WORK REQUEST: Copy every line from the data below in which the string "PlacementResult" can be found.

##### RECORDS FOR PROCESSING

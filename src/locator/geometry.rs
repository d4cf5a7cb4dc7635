//! Placement geometry — spotlight rectangles and tooltip positioning.
//!
//! All values are CSS pixels in viewport coordinates. Nothing here is cached:
//! callers recompute on every viewport or layout change.

use serde::{Deserialize, Serialize};

/// Axis-aligned rectangle.
#[derive(Debug, Clone, Copy, PartialEq, Default, Serialize, Deserialize)]
pub struct Rect {
    pub top: f64,
    pub left: f64,
    pub width: f64,
    pub height: f64,
}

impl Rect {
    pub fn new(top: f64, left: f64, width: f64, height: f64) -> Self {
        Self {
            top,
            left,
            width,
            height,
        }
    }

    pub fn bottom(&self) -> f64 {
        self.top + self.height
    }

    pub fn right(&self) -> f64 {
        self.left + self.width
    }

    pub fn center(&self) -> (f64, f64) {
        (self.left + self.width / 2.0, self.top + self.height / 2.0)
    }

    /// Grow outward by `by` on every side.
    pub fn expand(&self, by: f64) -> Self {
        Self {
            top: self.top - by,
            left: self.left - by,
            width: self.width + by * 2.0,
            height: self.height + by * 2.0,
        }
    }

    pub fn translate(&self, dx: f64, dy: f64) -> Self {
        Self {
            top: self.top + dy,
            left: self.left + dx,
            ..*self
        }
    }
}

/// Width/height pair.
#[derive(Debug, Clone, Copy, PartialEq, Serialize, Deserialize)]
pub struct Size {
    pub width: f64,
    pub height: f64,
}

impl Size {
    pub fn new(width: f64, height: f64) -> Self {
        Self { width, height }
    }
}

/// Visible window area.
pub type Viewport = Size;

/// Tooltip / spotlight geometry knobs.
#[derive(Debug, Clone, Copy, PartialEq)]
pub struct PlacementConfig {
    /// Minimum distance between the tooltip and any viewport edge.
    pub margin: f64,
    /// Outward padding around the highlighted target.
    pub spotlight_padding: f64,
    /// Viewports narrower than this use the bottom-anchored layout.
    pub mobile_breakpoint: f64,
    /// Tooltip size on desktop.
    pub tooltip: Size,
}

impl Default for PlacementConfig {
    fn default() -> Self {
        Self {
            margin: 20.0,
            spotlight_padding: 8.0,
            mobile_breakpoint: 768.0,
            tooltip: Size::new(320.0, 180.0),
        }
    }
}

/// Where the tooltip ended up relative to its target.
#[derive(Debug, Clone, Copy, PartialEq, Eq, Serialize, Deserialize)]
#[serde(rename_all = "snake_case")]
pub enum TooltipSide {
    Below,
    Above,
    Right,
    Left,
    Center,
    /// Narrow-viewport layout, pinned near the bottom edge.
    BottomSheet,
}

/// Computed tooltip rectangle.
#[derive(Debug, Clone, Copy, PartialEq, Serialize, Deserialize)]
pub struct TooltipPlacement {
    pub side: TooltipSide,
    pub top: f64,
    pub left: f64,
    pub width: f64,
    pub height: f64,
}

impl TooltipPlacement {
    pub fn rect(&self) -> Rect {
        Rect::new(self.top, self.left, self.width, self.height)
    }
}

/// Highlighted target plus its tooltip, for the current step only.
#[derive(Debug, Clone, Copy, PartialEq, Serialize, Deserialize)]
pub struct PlacementResult {
    /// Spotlight hole, already padded.
    pub spotlight: Rect,
    pub tooltip: TooltipPlacement,
}

impl PlacementResult {
    pub fn tooltip_top(&self) -> f64 {
        self.tooltip.top
    }

    pub fn tooltip_left(&self) -> f64 {
        self.tooltip.left
    }
}

/// Clamp without panicking when `max < min`: the lower bound wins.
fn clamp(value: f64, min: f64, max: f64) -> f64 {
    value.min(max).max(min)
}

/// Shrink the tooltip so it fits between the margins, if needed.
fn fit(tooltip: Size, viewport: Viewport, margin: f64) -> Size {
    Size::new(
        tooltip.width.min((viewport.width - margin * 2.0).max(0.0)),
        tooltip.height.min((viewport.height - margin * 2.0).max(0.0)),
    )
}

fn is_mobile(viewport: Viewport, config: &PlacementConfig) -> bool {
    viewport.width < config.mobile_breakpoint
}

/// Spotlight hole for a target: padded outward so the border does not clip it.
pub fn spotlight(target: Rect, config: &PlacementConfig) -> Rect {
    target.expand(config.spotlight_padding)
}

/// Tooltip placement when there is no resolved target: centered.
pub fn place_unanchored(viewport: Viewport, config: &PlacementConfig) -> TooltipPlacement {
    let m = config.margin;
    let size = fit(config.tooltip, viewport, m);
    if is_mobile(viewport, config) {
        return bottom_sheet(size, viewport, m);
    }
    centered(size, viewport, m)
}

/// Place the tooltip next to `target`.
///
/// Desktop order of preference: below, above, right, left, centered in the
/// viewport. Narrow viewports always get the bottom sheet. Every result is
/// clamped to `[margin, viewport - margin]` on both axes.
pub fn place_tooltip(
    target: Rect,
    viewport: Viewport,
    config: &PlacementConfig,
) -> TooltipPlacement {
    let m = config.margin;
    let size = fit(config.tooltip, viewport, m);

    if is_mobile(viewport, config) {
        return bottom_sheet(size, viewport, m);
    }

    let hole = spotlight(target, config);
    let (cx, cy) = hole.center();
    let max_left = viewport.width - m - size.width;
    let max_top = viewport.height - m - size.height;

    let space_below = viewport.height - hole.bottom();
    let space_above = hole.top;
    let space_right = viewport.width - hole.right();
    let space_left = hole.left;

    let (side, top, left) = if space_below > size.height + m * 2.0 {
        (TooltipSide::Below, hole.bottom() + m, cx - size.width / 2.0)
    } else if space_above > size.height + m * 2.0 {
        (
            TooltipSide::Above,
            hole.top - m - size.height,
            cx - size.width / 2.0,
        )
    } else if space_right > size.width + m * 2.0 {
        (TooltipSide::Right, cy - size.height / 2.0, hole.right() + m)
    } else if space_left > size.width + m * 2.0 {
        (
            TooltipSide::Left,
            cy - size.height / 2.0,
            hole.left - m - size.width,
        )
    } else {
        return centered(size, viewport, m);
    };

    TooltipPlacement {
        side,
        top: clamp(top, m, max_top),
        left: clamp(left, m, max_left),
        width: size.width,
        height: size.height,
    }
}

/// Full placement for a resolved target.
pub fn place(target: Rect, viewport: Viewport, config: &PlacementConfig) -> PlacementResult {
    PlacementResult {
        spotlight: spotlight(target, config),
        tooltip: place_tooltip(target, viewport, config),
    }
}

fn centered(size: Size, viewport: Viewport, m: f64) -> TooltipPlacement {
    TooltipPlacement {
        side: TooltipSide::Center,
        top: clamp(
            (viewport.height - size.height) / 2.0,
            m,
            viewport.height - m - size.height,
        ),
        left: clamp(
            (viewport.width - size.width) / 2.0,
            m,
            viewport.width - m - size.width,
        ),
        width: size.width,
        height: size.height,
    }
}

fn bottom_sheet(size: Size, viewport: Viewport, m: f64) -> TooltipPlacement {
    // Full width between the margins on small screens.
    let width = (viewport.width - m * 2.0).max(0.0);
    TooltipPlacement {
        side: TooltipSide::BottomSheet,
        top: clamp(viewport.height - m - size.height, m, f64::MAX),
        left: m,
        width,
        height: size.height,
    }
}

#[cfg(test)]
mod tests {
    use super::*;
    use proptest::prelude::*;

    fn cfg() -> PlacementConfig {
        PlacementConfig::default()
    }

    fn desktop() -> Viewport {
        Size::new(1200.0, 800.0)
    }

    fn within(t: &TooltipPlacement, vp: Viewport, m: f64) -> bool {
        let eps = 1e-6;
        t.left >= m - eps
            && t.top >= m - eps
            && t.left + t.width <= vp.width - m + eps
            && t.top + t.height <= vp.height - m + eps
    }

    #[test]
    fn spotlight_is_padded() {
        let hole = spotlight(Rect::new(100.0, 100.0, 50.0, 40.0), &cfg());
        assert_eq!(hole, Rect::new(92.0, 92.0, 66.0, 56.0));
    }

    #[test]
    fn prefers_below() {
        let t = place_tooltip(Rect::new(100.0, 500.0, 100.0, 40.0), desktop(), &cfg());
        assert_eq!(t.side, TooltipSide::Below);
        assert_eq!(t.top, 148.0 + 20.0);
    }

    #[test]
    fn falls_back_to_above_near_bottom() {
        let t = place_tooltip(Rect::new(700.0, 500.0, 100.0, 40.0), desktop(), &cfg());
        assert_eq!(t.side, TooltipSide::Above);
        assert!(t.top + t.height <= 692.0);
    }

    #[test]
    fn falls_back_to_right_for_tall_targets() {
        let t = place_tooltip(Rect::new(100.0, 40.0, 200.0, 600.0), desktop(), &cfg());
        assert_eq!(t.side, TooltipSide::Right);
    }

    #[test]
    fn falls_back_to_left() {
        let t = place_tooltip(Rect::new(100.0, 800.0, 360.0, 600.0), desktop(), &cfg());
        assert_eq!(t.side, TooltipSide::Left);
    }

    #[test]
    fn centers_when_target_fills_viewport() {
        let t = place_tooltip(Rect::new(10.0, 10.0, 1180.0, 780.0), desktop(), &cfg());
        assert_eq!(t.side, TooltipSide::Center);
        assert_eq!(t.left, (1200.0 - 320.0) / 2.0);
    }

    #[test]
    fn clamps_horizontally_at_edges() {
        let t = place_tooltip(Rect::new(100.0, 0.0, 30.0, 30.0), desktop(), &cfg());
        assert_eq!(t.side, TooltipSide::Below);
        assert_eq!(t.left, 20.0);
    }

    #[test]
    fn narrow_viewport_uses_bottom_sheet() {
        let vp = Size::new(360.0, 740.0);
        let t = place_tooltip(Rect::new(10.0, 10.0, 40.0, 40.0), vp, &cfg());
        assert_eq!(t.side, TooltipSide::BottomSheet);
        assert_eq!(t.left, 20.0);
        assert_eq!(t.width, 320.0);
        assert_eq!(t.top, 740.0 - 20.0 - 180.0);
    }

    #[test]
    fn resize_from_desktop_to_mobile_repositions() {
        let target = Rect::new(300.0, 300.0, 80.0, 40.0);
        let before = place(target, desktop(), &cfg());
        let after = place(target, Size::new(360.0, 640.0), &cfg());
        assert_eq!(before.tooltip.side, TooltipSide::Below);
        assert_eq!(after.tooltip.side, TooltipSide::BottomSheet);
        assert_ne!(before.tooltip, after.tooltip);
        assert!(within(&after.tooltip, Size::new(360.0, 640.0), 20.0));
    }

    #[test]
    fn unanchored_is_centered_on_desktop() {
        let t = place_unanchored(desktop(), &cfg());
        assert_eq!(t.side, TooltipSide::Center);
        assert!(within(&t, desktop(), 20.0));
    }

    proptest! {
        #[test]
        fn tooltip_stays_inside_margins(
            top in -200.0f64..2000.0,
            left in -200.0f64..3000.0,
            w in 0.0f64..1500.0,
            h in 0.0f64..1500.0,
            vw in 360.0f64..2560.0,
            vh in 220.0f64..1600.0,
        ) {
            let vp = Size::new(vw, vh);
            let t = place_tooltip(Rect::new(top, left, w, h), vp, &cfg());
            prop_assert!(within(&t, vp, 20.0), "{:?} escapes {:?}", t, vp);
        }
    }
}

##########

RESPONSE TO THIS EXERCISE:
pub struct PlacementResult {
impl PlacementResult {
pub fn place(target: Rect, viewport: Viewport, config: &PlacementConfig) -> PlacementResult {
    PlacementResult {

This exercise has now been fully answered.